Irmak E., Yeşilbudak M., Taşdemir O.

ELECTRIC POWER COMPONENTS AND SYSTEMS, vol.52, no.11, pp.1998-2007, 2024 (SCI-Expanded)

  • Publication Type: Article / Article
  • Volume: 52 Issue: 11
  • Publication Date: 2024
  • Doi Number: 10.1080/15325008.2024.2322668
  • Journal Name: ELECTRIC POWER COMPONENTS AND SYSTEMS
  • Journal Indexes: Science Citation Index Expanded (SCI-EXPANDED), Scopus, Academic Search Premier, Aerospace Database, Business Source Elite, Business Source Premier, Communication Abstracts, Compendex, Environment Index, INSPEC, Metadex, DIALNET, Civil Engineering Abstracts
  • Page Numbers: pp.1998-2007
  • Gazi University Affiliated: Yes

Abstract

The demand for electrical energy is continuously increasing in these days, particularly due to advancements in the industrial sector.
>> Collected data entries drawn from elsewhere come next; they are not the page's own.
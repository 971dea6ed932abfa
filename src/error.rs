//! Diagnostics: the error taxonomy from the design (see the crate's
//! project notes) and the `miette::SourceCode` wrapper that lets every
//! error render a snippet of the offending source line.

use std::sync::Arc;

use miette::{Diagnostic, NamedSource, SourceSpan};
use thiserror::Error;

/// A source file, held once and shared (via `Arc`) by every diagnostic
/// that points into it.
#[derive(Debug, Clone)]
pub struct AssemblyCode {
	/// Name as given on the command line or by an `INCLUDE` directive.
	pub name: String,
	/// Full text of the file, newline-delimited.
	pub text: Arc<str>,
}

impl AssemblyCode {
	/// Reads a whole file into memory. This is the only place the engine
	/// touches the filesystem directly for *source* text; binary includes
	/// are read separately by `INCBIN`.
	pub fn from_file(name: &str) -> Result<Arc<Self>, AssemblyError> {
		let text = std::fs::read_to_string(name)
			.map_err(|os_error| AssemblyError::CantOpenFile { file_name: name.to_owned(), os_error: os_error.to_string() })?;
		Ok(Arc::new(Self { name: name.to_owned(), text: Arc::from(text.as_str()) }))
	}

	/// Wraps literal text as if it were a file, for tests and embedding.
	pub fn from_text(name: &str, text: &str) -> Arc<Self> {
		Arc::new(Self { name: name.to_owned(), text: Arc::from(text) })
	}

	#[must_use]
	pub fn named_source(&self) -> NamedSource<Arc<str>> {
		NamedSource::new(self.name.clone(), self.text.clone())
	}
}

/// Every way assembly can fail, matching the taxonomy of error kinds the
/// engine is specified to raise. Each variant carries enough information
/// for the plain `<filename>(<lineno>): <message>` reporter as well as for
/// a `miette` graphical report.
#[derive(Error, Debug, Diagnostic, Clone)]
pub enum AssemblyError {
	#[error("value {value:#x} is out of range for this context")]
	#[diagnostic(code(asm8::out_of_range))]
	OutOfRange { value: i64, line: usize, help: Option<String> },

	#[error("'{text}' is not a number")]
	#[diagnostic(code(asm8::not_a_number))]
	NotANumber { text: String, line: usize },

	#[error("unknown label '{name}'")]
	#[diagnostic(code(asm8::unknown_label))]
	UnknownLabel { name: String, line: usize },

	#[error("illegal instruction '{mnemonic} {operand}'")]
	#[diagnostic(code(asm8::illegal_instruction))]
	IllegalInstruction { mnemonic: String, operand: String, line: usize },

	#[error("incomplete expression")]
	#[diagnostic(code(asm8::incomplete_expression))]
	IncompleteExpression { line: usize },

	#[error("label '{name}' is already defined")]
	#[diagnostic(code(asm8::label_already_defined))]
	LabelAlreadyDefined { name: String, line: usize },

	#[error("missing operand")]
	#[diagnostic(code(asm8::missing_operand))]
	MissingOperand { line: usize },

	#[error("division by zero")]
	#[diagnostic(code(asm8::divide_by_zero))]
	DivideByZero { line: usize },

	#[error("cannot determine address of '{name}'")]
	#[diagnostic(code(asm8::cant_determine_address))]
	CantDetermineAddress { name: String, line: usize },

	#[error("a name was expected here")]
	#[diagnostic(code(asm8::need_name))]
	NeedName { line: usize },

	#[error("cannot open file '{file_name}': {os_error}")]
	#[diagnostic(code(asm8::cant_open_file))]
	CantOpenFile { file_name: String, os_error: String },

	#[error("ENDM without matching MACRO")]
	#[diagnostic(code(asm8::extra_endm))]
	ExtraEndM { line: usize },

	#[error("ENDR without matching REPT")]
	#[diagnostic(code(asm8::extra_endr))]
	ExtraEndR { line: usize },

	#[error("ENDE without matching ENUM")]
	#[diagnostic(code(asm8::extra_ende))]
	ExtraEndE { line: usize },

	#[error("macro '{name}' recursively invokes itself")]
	#[diagnostic(code(asm8::recursive_macro))]
	RecursiveMacro { name: String, line: usize },

	#[error("equate '{name}' recursively refers to itself")]
	#[diagnostic(code(asm8::recursive_equate))]
	RecursiveEquate { name: String, line: usize },

	#[error("MACRO without matching ENDM")]
	#[diagnostic(code(asm8::missing_endm))]
	MissingEndM { line: usize },

	#[error("REPT without matching ENDR")]
	#[diagnostic(code(asm8::missing_endr))]
	MissingEndR { line: usize },

	#[error("ENUM without matching ENDE")]
	#[diagnostic(code(asm8::missing_ende))]
	MissingEndE { line: usize },

	#[error("IF without matching ENDIF")]
	#[diagnostic(code(asm8::missing_endif))]
	MissingEndIf { line: usize },

	#[error("conditional-assembly stack overflowed (max depth 32)")]
	#[diagnostic(code(asm8::if_nest_limit))]
	IfNestLimit { line: usize },

	#[error("program counter is undefined here; use ORG first")]
	#[diagnostic(code(asm8::undefined_pc))]
	UndefinedPc { line: usize },

	#[error("INCBIN size/offset is out of range of the file")]
	#[diagnostic(code(asm8::bad_incbin_size))]
	BadIncbinSize { file_name: String, line: usize },

	#[error("seek position is out of range")]
	#[diagnostic(code(asm8::seek_out_of_range))]
	SeekOutOfRange { line: usize },

	#[error("extra characters on line: '{text}'")]
	#[diagnostic(code(asm8::extra_chars_on_line))]
	ExtraCharsOnLine { text: String, line: usize },

	#[error("{message}")]
	#[diagnostic(code(asm8::user_error))]
	UserError { message: String, line: usize },

	#[error("{message}")]
	#[diagnostic(code(asm8::syntax_error))]
	Syntax { message: String, line: usize },
}

impl AssemblyError {
	/// The source line number this error was raised on, for the plain
	/// `<filename>(<lineno>): <message>` reporter required by the CLI
	/// contract.
	#[must_use]
	pub fn line(&self) -> usize {
		match self {
			Self::OutOfRange { line, .. }
			| Self::NotANumber { line, .. }
			| Self::UnknownLabel { line, .. }
			| Self::IllegalInstruction { line, .. }
			| Self::IncompleteExpression { line, .. }
			| Self::LabelAlreadyDefined { line, .. }
			| Self::MissingOperand { line, .. }
			| Self::DivideByZero { line, .. }
			| Self::CantDetermineAddress { line, .. }
			| Self::NeedName { line, .. }
			| Self::ExtraEndM { line, .. }
			| Self::ExtraEndR { line, .. }
			| Self::ExtraEndE { line, .. }
			| Self::RecursiveMacro { line, .. }
			| Self::RecursiveEquate { line, .. }
			| Self::MissingEndM { line, .. }
			| Self::MissingEndR { line, .. }
			| Self::MissingEndE { line, .. }
			| Self::MissingEndIf { line, .. }
			| Self::IfNestLimit { line, .. }
			| Self::UndefinedPc { line, .. }
			| Self::BadIncbinSize { line, .. }
			| Self::SeekOutOfRange { line, .. }
			| Self::ExtraCharsOnLine { line, .. }
			| Self::UserError { line, .. }
			| Self::Syntax { line, .. } => *line,
			Self::CantOpenFile { .. } => 0,
		}
	}

	/// Whether this error class reflects an unresolved dependency, which is
	/// swallowed outside of `lastChance` and instead turned into another
	/// pass (see the pass driver).
	#[must_use]
	pub const fn is_dependency_error(&self) -> bool {
		matches!(self, Self::UnknownLabel { .. } | Self::CantDetermineAddress { .. })
	}

	/// Formats this error the way the quiet (`-q`) reporter does:
	/// `<filename>(<lineno>): <message>`.
	#[must_use]
	pub fn plain(&self, file_name: &str) -> String {
		format!("{file_name}({}): {self}", self.line())
	}
}

/// Convenience alias used throughout the engine.
pub type AsmResult<T> = Result<T, AssemblyError>;

/// A small helper span for diagnostics that only need to highlight "the
/// whole line" rather than a sub-span of it.
#[must_use]
pub fn whole_line_span(line_text: &str) -> SourceSpan {
	(0, line_text.len()).into()
}

impl AssemblyError {
	/// Attaches the text of the offending line so `miette` can render a
	/// one-line source snippet and underline. Engine code only ever tracks
	/// line numbers, not byte spans into the whole file, so the snippet is
	/// built from just that one line rather than the full source text.
	#[must_use]
	pub fn with_source(self, file_name: &str, full_text: &str) -> SourceAnnotatedError {
		let line_number = self.line();
		let line_text = if line_number == 0 {
			full_text.lines().next().unwrap_or("")
		} else {
			full_text.lines().nth(line_number - 1).unwrap_or("")
		};
		let code = AssemblyCode::from_text(file_name, line_text);
		let span = whole_line_span(line_text);
		SourceAnnotatedError { error: self, source_code: code.named_source(), span }
	}
}

/// A bare [`AssemblyError`] paired with the source snippet it occurred in,
/// for `miette`'s graphical report. Kept separate from [`AssemblyError`]
/// itself so the engine's error variants stay simple (a line number, not a
/// byte span) while the CLI's reporting path still gets a real snippet.
#[derive(Debug)]
pub struct SourceAnnotatedError {
	error: AssemblyError,
	source_code: NamedSource<Arc<str>>,
	span: SourceSpan,
}

impl std::fmt::Display for SourceAnnotatedError {
	fn fmt(&self, f: &mut std::fmt::Formatter<'_>) -> std::fmt::Result {
		std::fmt::Display::fmt(&self.error, f)
	}
}

impl std::error::Error for SourceAnnotatedError {
	fn source(&self) -> Option<&(dyn std::error::Error + 'static)> {
		Some(&self.error)
	}
}

impl Diagnostic for SourceAnnotatedError {
	fn code<'a>(&'a self) -> Option<Box<dyn std::fmt::Display + 'a>> {
		self.error.code()
	}

	fn help<'a>(&'a self) -> Option<Box<dyn std::fmt::Display + 'a>> {
		self.error.help()
	}

	fn source_code(&self) -> Option<&dyn miette::SourceCode> {
		Some(&self.source_code)
	}

	fn labels(&self) -> Option<Box<dyn Iterator<Item = miette::LabeledSpan> + '_>> {
		Some(Box::new(std::iter::once(miette::LabeledSpan::new_with_span(Some("here".to_owned()), self.span))))
	}
}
This surge in demand has underscored the importance of seeking alternative energy sources, with solar energy emerging as a standout option due to its low investment costs and environmental friendliness. However, the variability in photovoltaic power production, influenced by meteorological data, necessitates accurate prediction methods. To enhance the precision of these predictions, incorporating new parameters alongside existing meteorological data is advantageous. In this regard, this study explores the impact of the particulate matter (PM10) parameter on photovoltaic power prediction using artificial neural network (ANN) model and JAYA-ANN. Comparing the prediction results based on root mean squared and mean absolute percentage errors reveals that the hybrid JAYA-ANN model consistently outperforms the ANN and persistence models. Notably, the PM10 parameter proves to be a significant input in forecasting daily photovoltaic power.